The Samsung CP45 is a fantastic machine. I have a Quad QSA30A, based on the Samsung CP30 but with Quad alignment cameras and Quad electrical feeders. That machine has line-scan cameras that look at the components from the side. The CP45 flips a mirror so the cameras can look at the bottom of the chips, so it can view the pads on leadless parts. I did have some big issues with setting up my QSA30A, the manuals are pretty bad, just a romp through all the menu screens, but kind of light on how the machine actually works. I think the manuals must have gotten better by the CP45 days. I'm still learning the ins and outs on my machine. The CP45 feeders are quite simple, and look a lot like Philips/Yamaha feeders. One good point is they have a latch to hold the upper guide from lifting, that was an issue with tall parts on my previous Philips/Yamaha machine. When the upper guide lifted, the sprocket would jump steps.

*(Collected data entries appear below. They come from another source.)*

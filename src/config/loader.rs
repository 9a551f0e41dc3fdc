//! Configuration Loader
//!
//! Loads and validates configuration from TOML files matching config/default.toml.
//! Every field has a default, so an empty file (or a missing section) is valid.

use serde::Deserialize;
use std::path::Path;
use thiserror::Error;

use crate::domain::{RankKey, ScoringStrategy, DEFAULT_DENYLIST, DEFAULT_TOP_N};

/// Main configuration structure matching config/default.toml
#[derive(Debug, Clone, Default, Deserialize)]
pub struct Config {
    #[serde(default)]
    pub pipeline: PipelineSection,
    #[serde(default)]
    pub sources: SourcesSection,
    #[serde(default)]
    pub filters: FiltersSection,
    #[serde(default)]
    pub logging: LoggingSection,
}

/// Ranking pipeline section
#[derive(Debug, Clone, Deserialize)]
pub struct PipelineSection {
    /// Number of tokens kept in the ranked view
    #[serde(default = "default_top_n")]
    pub top_n: usize,
    /// Share of the scored population flagged as highlighted (0.10 = top decile)
    #[serde(default = "default_highlight_fraction")]
    pub highlight_fraction: f64,
    /// Sort key: "momentum_score", "completion_pct" or "volume"
    #[serde(default)]
    pub rank_key: RankKey,
    /// Primary scoring strategy: "earliness", "turnover" or "amplitude"
    #[serde(default)]
    pub scoring_strategy: ScoringStrategy,
    /// Upper bound on how long the join waits for any single adapter
    #[serde(default = "default_adapter_wait_secs")]
    pub adapter_wait_secs: u64,
}

impl Default for PipelineSection {
    fn default() -> Self {
        Self {
            top_n: default_top_n(),
            highlight_fraction: default_highlight_fraction(),
            rank_key: RankKey::default(),
            scoring_strategy: ScoringStrategy::default(),
            adapter_wait_secs: default_adapter_wait_secs(),
        }
    }
}

/// Upstream provider section
#[derive(Debug, Clone, Deserialize)]
pub struct SourcesSection {
    /// CoinGecko v3 API base URL
    #[serde(default = "default_coingecko_api_url")]
    pub coingecko_api_url: String,
    /// OKX API base URL
    #[serde(default = "default_okx_api_url")]
    pub okx_api_url: String,
    /// Quote currency for CoinGecko listings
    #[serde(default = "default_vs_currency")]
    pub vs_currency: String,
    /// Listing page size for the fallback source (CoinGecko max 250)
    #[serde(default = "default_listing_per_page")]
    pub listing_per_page: u32,
    /// Per-request HTTP timeout
    #[serde(default = "default_request_timeout_secs")]
    pub request_timeout_secs: u64,
}

impl Default for SourcesSection {
    fn default() -> Self {
        Self {
            coingecko_api_url: default_coingecko_api_url(),
            okx_api_url: default_okx_api_url(),
            vs_currency: default_vs_currency(),
            listing_per_page: default_listing_per_page(),
            request_timeout_secs: default_request_timeout_secs(),
        }
    }
}

impl SourcesSection {
    /// Get CoinGecko URL with environment variable override
    /// Checks COINGECKO_API_URL env var first, falls back to config value
    pub fn get_coingecko_api_url(&self) -> String {
        env_override("COINGECKO_API_URL").unwrap_or_else(|| self.coingecko_api_url.clone())
    }

    /// Get OKX URL with environment variable override
    /// Checks OKX_API_URL env var first, falls back to config value
    pub fn get_okx_api_url(&self) -> String {
        env_override("OKX_API_URL").unwrap_or_else(|| self.okx_api_url.clone())
    }
}

/// Blank values count as unset
fn env_override(key: &str) -> Option<String> {
    std::env::var(key).ok().filter(|value| !value.trim().is_empty())
}

/// Exclusion filters section
#[derive(Debug, Clone, Deserialize)]
pub struct FiltersSection {
    /// Stable / fiat-pegged symbols excluded before scoring
    #[serde(default = "default_denylist")]
    pub denylist: Vec<String>,
}

impl Default for FiltersSection {
    fn default() -> Self {
        Self { denylist: default_denylist() }
    }
}

/// Logging configuration section
#[derive(Debug, Clone, Deserialize)]
pub struct LoggingSection {
    /// Log level: "trace", "debug", "info", "warn", "error"
    #[serde(default = "default_log_level")]
    pub level: String,
}

impl Default for LoggingSection {
    fn default() -> Self {
        Self { level: default_log_level() }
    }
}

fn default_top_n() -> usize {
    DEFAULT_TOP_N
}

fn default_highlight_fraction() -> f64 {
    crate::domain::scorer::DEFAULT_HIGHLIGHT_FRACTION
}

fn default_adapter_wait_secs() -> u64 {
    15
}

fn default_coingecko_api_url() -> String {
    "https://api.coingecko.com/api/v3".to_string()
}

fn default_okx_api_url() -> String {
    "https://www.okx.com".to_string()
}

fn default_vs_currency() -> String {
    "usd".to_string()
}

fn default_listing_per_page() -> u32 {
    100
}

fn default_request_timeout_secs() -> u64 {
    10
}

fn default_denylist() -> Vec<String> {
    DEFAULT_DENYLIST.iter().map(|s| s.to_string()).collect()
}

fn default_log_level() -> String {
    "info".to_string()
}

/// Configuration errors
#[derive(Debug, Error)]
pub enum ConfigError {
    #[error("Failed to read config file: {0}")]
    IoError(#[from] std::io::Error),
    #[error("Failed to parse TOML: {0}")]
    ParseError(#[from] toml::de::Error),
    #[error("Validation failed: {0}")]
    ValidationError(String),
}

/// Load configuration from a TOML file
pub fn load_config<P: AsRef<Path>>(path: P) -> Result<Config, ConfigError> {
    let content = std::fs::read_to_string(path)?;
    let config: Config = toml::from_str(&content)?;
    config.validate()?;
    Ok(config)
}

impl Config {
    /// Validate all configuration parameters
    pub fn validate(&self) -> Result<(), ConfigError> {
        if self.pipeline.top_n == 0 {
            return Err(ConfigError::ValidationError(
                "top_n must be > 0".to_string(),
            ));
        }

        if !(self.pipeline.highlight_fraction > 0.0 && self.pipeline.highlight_fraction <= 1.0) {
            return Err(ConfigError::ValidationError(format!(
                "highlight_fraction must be in (0, 1], got {}",
                self.pipeline.highlight_fraction
            )));
        }

        if self.pipeline.adapter_wait_secs == 0 {
            return Err(ConfigError::ValidationError(
                "adapter_wait_secs must be > 0".to_string(),
            ));
        }

        if self.sources.request_timeout_secs == 0 {
            return Err(ConfigError::ValidationError(
                "request_timeout_secs must be > 0".to_string(),
            ));
        }

        if self.sources.coingecko_api_url.trim().is_empty() {
            return Err(ConfigError::ValidationError(
                "coingecko_api_url cannot be empty".to_string(),
            ));
        }

        if self.sources.okx_api_url.trim().is_empty() {
            return Err(ConfigError::ValidationError(
                "okx_api_url cannot be empty".to_string(),
            ));
        }

        if self.sources.vs_currency.trim().is_empty() {
            return Err(ConfigError::ValidationError(
                "vs_currency cannot be empty".to_string(),
            ));
        }

        if self.sources.listing_per_page == 0 || self.sources.listing_per_page > 250 {
            return Err(ConfigError::ValidationError(format!(
                "listing_per_page must be 1-250, got {}",
                self.sources.listing_per_page
            )));
        }

        Ok(())
    }
}

#[cfg(test)]
mod tests {
    use super::*;
    use std::io::Write;
    use tempfile::NamedTempFile;

    fn create_valid_config() -> String {
        r#"
[pipeline]
top_n = 50
highlight_fraction = 0.2
rank_key = "completion_pct"
scoring_strategy = "turnover"
adapter_wait_secs = 5

[sources]
coingecko_api_url = "https://api.coingecko.com/api/v3"
okx_api_url = "https://www.okx.com"
vs_currency = "usd"
listing_per_page = 250
request_timeout_secs = 8

[filters]
denylist = ["USDT", "USDC"]

[logging]
level = "debug"
"#
        .to_string()
    }

    fn write_config(content: &str) -> NamedTempFile {
        let mut file = NamedTempFile::new().unwrap();
        file.write_all(content.as_bytes()).unwrap();
        file
    }

    #[test]
    fn test_load_valid_config() {
        let file = write_config(&create_valid_config());
        let config = load_config(file.path()).unwrap();

        assert_eq!(config.pipeline.top_n, 50);
        assert_eq!(config.pipeline.highlight_fraction, 0.2);
        assert_eq!(config.pipeline.rank_key, RankKey::CompletionPct);
        assert_eq!(config.pipeline.scoring_strategy, ScoringStrategy::Turnover);
        assert_eq!(config.sources.listing_per_page, 250);
        assert_eq!(config.filters.denylist, vec!["USDT", "USDC"]);
        assert_eq!(config.logging.level, "debug");
    }

    #[test]
    fn test_empty_config_uses_defaults() {
        let file = write_config("");
        let config = load_config(file.path()).unwrap();

        assert_eq!(config.pipeline.top_n, 100);
        assert_eq!(config.pipeline.highlight_fraction, 0.10);
        assert_eq!(config.pipeline.rank_key, RankKey::MomentumScore);
        assert_eq!(config.pipeline.scoring_strategy, ScoringStrategy::Earliness);
        assert_eq!(config.sources.request_timeout_secs, 10);
        assert!(config.filters.denylist.iter().any(|s| s == "USDT"));
        assert_eq!(config.logging.level, "info");
    }

    #[test]
    fn test_shipped_default_config_matches_defaults() {
        let path = concat!(env!("CARGO_MANIFEST_DIR"), "/config/default.toml");
        let config = load_config(path).unwrap();

        assert_eq!(config.pipeline.top_n, DEFAULT_TOP_N);
        assert_eq!(config.pipeline.adapter_wait_secs, 15);
        assert_eq!(config.sources.okx_api_url, "https://www.okx.com");
        assert_eq!(config.filters.denylist.len(), DEFAULT_DENYLIST.len());
    }

    #[test]
    fn test_missing_file() {
        let result = load_config("/nonexistent/momentum-radar.toml");
        assert!(matches!(result.unwrap_err(), ConfigError::IoError(_)));
    }

    #[test]
    fn test_bad_toml() {
        let file = write_config("[pipeline\ntop_n = ");
        assert!(matches!(load_config(file.path()).unwrap_err(), ConfigError::ParseError(_)));
    }

    #[test]
    fn test_unknown_rank_key_rejected() {
        let file = write_config("[pipeline]\nrank_key = \"hype\"\n");
        assert!(matches!(load_config(file.path()).unwrap_err(), ConfigError::ParseError(_)));
    }

    #[test]
    fn test_invalid_top_n() {
        let file = write_config("[pipeline]\ntop_n = 0\n");
        assert!(matches!(
            load_config(file.path()).unwrap_err(),
            ConfigError::ValidationError(_)
        ));
    }

    #[test]
    fn test_invalid_highlight_fraction() {
        for fraction in ["0.0", "1.5", "-0.1"] {
            let file = write_config(&format!("[pipeline]\nhighlight_fraction = {}\n", fraction));
            assert!(matches!(
                load_config(file.path()).unwrap_err(),
                ConfigError::ValidationError(_)
            ));
        }
    }

    #[test]
    fn test_invalid_page_size() {
        let file = write_config("[sources]\nlisting_per_page = 500\n");
        assert!(matches!(
            load_config(file.path()).unwrap_err(),
            ConfigError::ValidationError(_)
        ));
    }

    #[test]
    fn test_blank_env_override_ignored() {
        let key = "MOMENTUM_RADAR_TEST_BLANK_URL";
        std::env::set_var(key, "   ");
        assert_eq!(env_override(key), None);

        std::env::set_var(key, "http://127.0.0.1:9000");
        assert_eq!(env_override(key).as_deref(), Some("http://127.0.0.1:9000"));

        std::env::remove_var(key);
        assert_eq!(env_override(key), None);
    }

    #[test]
    fn test_empty_url_rejected() {
        let mut config = Config::default();
        config.sources.okx_api_url = "  ".to_string();
        assert!(config.validate().is_err());
    }
}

After a lot of fooling around to understand how the coordinate system and origin worked, I wrote a small program that reads my CAD system's P&P file and converts to a form that the QSA30A can import. Then, the machine optimizes the placement order, nozzle swap order and feeder assignment if you want it too.
I can't comment on the SM machines, I've never seen one, but I assume they are a descendant of the CPXX models.
After buying my QSA30A (sight unseen) at an auction, I needed to get a bunch of repair parts. I had no problem sourcing parts from Korea and the far East, at very affordable prices. I suspect the same would be true for the otehr Samsung machines, although parts for the newer machines might command a higher price.
Switching reels on a Samsung feeder seems like it would be fairly easy, it looks like they don't need a lot of leader or cover tape to thread it, and will just have 3-4 parts worth of cover tape peeled back.